Additionally, Clavin and D’Esposito announced an initiative to coordinate efforts with the town’s first responders. Led by D’Esposito, who is an NYPD detective and former fire chief, and Dr. Neubert, the town is contacting fire departments to offer them an informational session to share their questions, concerns and ideas.

“Our first responders volunteer their time to protect their communities,” Clavin said. “Our volunteer firefighters and emergency medical technicians have families and livelihoods to be concerned about. We want them to know that we appreciate and support them as they are on the front lines of the coronavirus battle in our nation. Our coronavirus task force will meet daily for the foreseeable future and we will continue to monitor updates from the state and county health agencies.
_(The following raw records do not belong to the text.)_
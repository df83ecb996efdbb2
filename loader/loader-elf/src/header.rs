//! # ELF Header Parsing

use crate::image::ImageError;
use core::mem::size_of;
use core::ptr::read_unaligned;
use loader_addresses::VirtualAddress;
use std::io::{self, Read};

const EI_NIDENT: usize = 16;
const EI_CLASS: usize = 4;
const EI_DATA: usize = 5;

const ELFCLASS32: u8 = 1;
const ELFCLASS64: u8 = 2;
const ELFDATA2LSB: u8 = 1;

#[repr(C)]
#[derive(Clone, Copy)]
#[allow(clippy::struct_field_names)]
struct Elf32Ehdr {
    e_ident: [u8; EI_NIDENT],
    e_type: u16,
    e_machine: u16,
    e_version: u32,
    e_entry: u32,
    e_phoff: u32,
    e_shoff: u32,
    e_flags: u32,
    e_ehsize: u16,
    e_phentsize: u16,
    e_phnum: u16,
    e_shentsize: u16,
    e_shnum: u16,
    e_shstrndx: u16,
}

#[repr(C)]
#[derive(Clone, Copy)]
#[allow(clippy::struct_field_names)]
struct Elf64Ehdr {
    e_ident: [u8; EI_NIDENT],
    e_type: u16,
    e_machine: u16,
    e_version: u32,
    e_entry: u64,
    e_phoff: u64,
    e_shoff: u64,
    e_flags: u32,
    e_ehsize: u16,
    e_phentsize: u16,
    e_phnum: u16,
    e_shentsize: u16,
    e_shnum: u16,
    e_shstrndx: u16,
}

/// ELF file class (address width of the image).
#[derive(Debug, Clone, Copy, PartialEq, Eq)]
pub enum ElfClass {
    Elf32,
    Elf64,
}

impl ElfClass {
    /// Size in bytes of the file header for this class.
    #[must_use]
    pub const fn header_size(self) -> usize {
        match self {
            Self::Elf32 => size_of::<Elf32Ehdr>(),
            Self::Elf64 => size_of::<Elf64Ehdr>(),
        }
    }

    /// Pointer width in bits.
    #[must_use]
    pub const fn bits(self) -> u32 {
        match self {
            Self::Elf32 => 32,
            Self::Elf64 => 64,
        }
    }

    /// Whether images of this class can run natively in this process.
    #[must_use]
    pub const fn matches_host(self) -> bool {
        self.bits() == usize::BITS
    }
}

/// The parts of the ELF file header the loader needs.
#[derive(Debug, Clone, Copy, PartialEq, Eq)]
pub struct BinaryHeader {
    pub class: ElfClass,
    pub machine: u16,
    pub entry: VirtualAddress,
    pub phoff: u64,
    pub phentsize: u16,
    pub phnum: u16,
}

impl BinaryHeader {
    const EI_MAGIC_BYTES: [u8; 4] = [0x7F, b'E', b'L', b'F'];

    /// Read the file header from the current position of `reader`.
    ///
    /// Only the magic, the class and the data encoding are checked.
    pub(crate) fn read<R: Read>(reader: &mut R) -> Result<Self, ImageError> {
        let mut bytes = [0u8; size_of::<Elf64Ehdr>()];
        read_exact_or(reader, &mut bytes[..EI_NIDENT], || {
            ImageError::TruncatedHeader
        })?;

        if bytes[0..4] != Self::EI_MAGIC_BYTES {
            return Err(ImageError::BadMagic);
        }

        let class = match bytes[EI_CLASS] {
            ELFCLASS32 => ElfClass::Elf32,
            ELFCLASS64 => ElfClass::Elf64,
            other => return Err(ImageError::UnsupportedClass(other)),
        };

        if bytes[EI_DATA] != ELFDATA2LSB {
            return Err(ImageError::UnsupportedEncoding(bytes[EI_DATA]));
        }

        let size = class.header_size();
        read_exact_or(reader, &mut bytes[EI_NIDENT..size], || {
            ImageError::TruncatedHeader
        })?;

        Ok(Self::decode(class, &bytes))
    }

    fn decode(class: ElfClass, bytes: &[u8; size_of::<Elf64Ehdr>()]) -> Self {
        match class {
            ElfClass::Elf32 => {
                // SAFETY: the buffer is larger than Elf32Ehdr; unaligned read.
                let ehdr = unsafe { read_unaligned(bytes.as_ptr().cast::<Elf32Ehdr>()) };
                Self {
                    class,
                    machine: ehdr.e_machine,
                    entry: VirtualAddress::from(ehdr.e_entry),
                    phoff: u64::from(ehdr.e_phoff),
                    phentsize: ehdr.e_phentsize,
                    phnum: ehdr.e_phnum,
                }
            }
            ElfClass::Elf64 => {
                // SAFETY: the buffer is exactly one Elf64Ehdr; unaligned read.
                let ehdr = unsafe { read_unaligned(bytes.as_ptr().cast::<Elf64Ehdr>()) };
                Self {
                    class,
                    machine: ehdr.e_machine,
                    entry: VirtualAddress::new(ehdr.e_entry),
                    phoff: ehdr.e_phoff,
                    phentsize: ehdr.e_phentsize,
                    phnum: ehdr.e_phnum,
                }
            }
        }
    }

    /// Size in bytes of the program header table as declared by the header.
    #[must_use]
    pub fn segment_table_size(&self) -> usize {
        usize::from(self.phentsize) * usize::from(self.phnum)
    }
}

/// `read_exact`, but a short read turns into the caller's error.
pub(crate) fn read_exact_or<R: Read>(
    reader: &mut R,
    buf: &mut [u8],
    truncated: impl FnOnce() -> ImageError,
) -> Result<(), ImageError> {
    match reader.read_exact(buf) {
        Ok(()) => Ok(()),
        Err(e) if e.kind() == io::ErrorKind::UnexpectedEof => Err(truncated()),
        Err(e) => Err(ImageError::Io(e)),
    }
}

#[cfg(test)]
mod tests {
    use super::*;
    use std::io::Cursor;

    fn ident(class: u8) -> Vec<u8> {
        let mut v = vec![0x7F, b'E', b'L', b'F', class, 1, 1];
        v.resize(EI_NIDENT, 0);
        v
    }

    #[test]
    fn header_sizes() {
        assert_eq!(ElfClass::Elf32.header_size(), 52);
        assert_eq!(ElfClass::Elf64.header_size(), 64);
    }

    #[test]
    fn decodes_elf32_fields() {
        let mut bytes = ident(ELFCLASS32);
        bytes.extend_from_slice(&2u16.to_le_bytes()); // e_type
        bytes.extend_from_slice(&3u16.to_le_bytes()); // e_machine
        bytes.extend_from_slice(&1u32.to_le_bytes()); // e_version
        bytes.extend_from_slice(&0x0804_8000u32.to_le_bytes()); // e_entry
        bytes.extend_from_slice(&52u32.to_le_bytes()); // e_phoff
        bytes.extend_from_slice(&0u32.to_le_bytes()); // e_shoff
        bytes.extend_from_slice(&0u32.to_le_bytes()); // e_flags
        bytes.extend_from_slice(&52u16.to_le_bytes()); // e_ehsize
        bytes.extend_from_slice(&32u16.to_le_bytes()); // e_phentsize
        bytes.extend_from_slice(&2u16.to_le_bytes()); // e_phnum
        bytes.extend_from_slice(&[0; 6]);

        let hdr = BinaryHeader::read(&mut Cursor::new(bytes)).unwrap();
        assert_eq!(hdr.class, ElfClass::Elf32);
        assert_eq!(hdr.machine, 3);
        assert_eq!(hdr.entry.as_u64(), 0x0804_8000);
        assert_eq!(hdr.phoff, 52);
        assert_eq!(hdr.phentsize, 32);
        assert_eq!(hdr.phnum, 2);
        assert_eq!(hdr.segment_table_size(), 64);
    }

    #[test]
    fn short_ident_is_truncated() {
        let err = BinaryHeader::read(&mut Cursor::new(vec![0x7F, b'E'])).unwrap_err();
        assert!(matches!(err, ImageError::TruncatedHeader));
    }

    #[test]
    fn short_body_is_truncated() {
        let mut bytes = ident(ELFCLASS64);
        bytes.extend_from_slice(&[0; 20]);
        let err = BinaryHeader::read(&mut Cursor::new(bytes)).unwrap_err();
        assert!(matches!(err, ImageError::TruncatedHeader));
    }

    #[test]
    fn wrong_magic() {
        let err = BinaryHeader::read(&mut Cursor::new(vec![0u8; 64])).unwrap_err();
        assert!(matches!(err, ImageError::BadMagic));
    }

    #[test]
    fn unknown_class() {
        let mut bytes = ident(7);
        bytes.resize(64, 0);
        let err = BinaryHeader::read(&mut Cursor::new(bytes)).unwrap_err();
        assert!(matches!(err, ImageError::UnsupportedClass(7)));
    }

    #[test]
    fn big_endian_rejected() {
        let mut bytes = ident(ELFCLASS32);
        bytes[EI_DATA] = 2;
        bytes.resize(64, 0);
        let err = BinaryHeader::read(&mut Cursor::new(bytes)).unwrap_err();
        assert!(matches!(err, ImageError::UnsupportedEncoding(2)));
    }
}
We are ready to revise and introduce protocols and will share any updates with the public as necessary.”

Northwell Health Labs in New Hyde Park is testing for the coronavirus after receiving state and federal authorization to begin manual testing for the virus.

“Utilizing a testing process developed and approved by the New York State Department of Health (DOH), Northwell’s Lab expects to manually test 90 potential coronavirus samples within the first full day,” Dr. Dwayne Breining, executive director of the Northwell Labs said. “With one of North America’s largest automated testing lines, the facility processes about 20 million tests annually. Beyond the manual testing authorized, Northwell Labs is seeking the U.S. Food & Drug Administration’s approval to use semi-automated testing within the next week. This would give the laboratory the capability to process hundreds of tests daily, with a plan to ramp up to thousands daily in the near future.”

While the expanded ability to test patients for coronavirus will greatly enhance Northwell’s ability to manage patients with potential infection, testing will continue to be reserved for those at risk for severe disease and who have had confirmed close contact with an infected individual.

“Only people who meet that criteria will be tested and that testing is currently being performed at hospital emergency departments and urgent care centers,” Dr. John D’Angelo, chair of emergency medicine at Northwell said. Northwell operates 18 emergency departments throughout New York City, Long Island and Westchester County. “Even as our testing capacity increases, we will continue to screen people judiciously so we can focus our attention on those most at risk for severe coronavirus infection, who require more-immediate and intensive medical attention. All others who are concerned about exposure but who have mild or no symptoms should recuperate at home.”

New York Governor Andrew Cuomo praised Northwell Health Labs for its advanced lab.

“This is one of the most technologically advanced labs in the state of New York, and one of the most sophisticated labs in the United States of America,” he said in a press conference last weekend. “This lab can do high-throughput automated testing, which expands exponentially the number of tests that can be done. Let’s increase as quickly as possible our testing capacity so we identify the positive people, so we can isolate them and be successful in our containment.”

Nassau County Executive Laura Curran authorized the closing of all county public schools for the next two weeks in order to curb the community spread that is ongoing with the coronavirus.

“This action, being done out of an abundance of caution to contain the spread of the novel coronavirus (COVID-19), means that no staff or students are to report to school from Monday, March 16 through Friday, March 27,” the Sewanhaka School District said in a statement on their website. “There will be no activities or events during this time. We will be in touch regarding further guidance for any coursework that can be completed from home during this time. For those who may have children relying on free/reduced breakfast and lunch options through the school lunch program, the district is coordinating a “grab and go” program to continue supplying those meals, if needed.”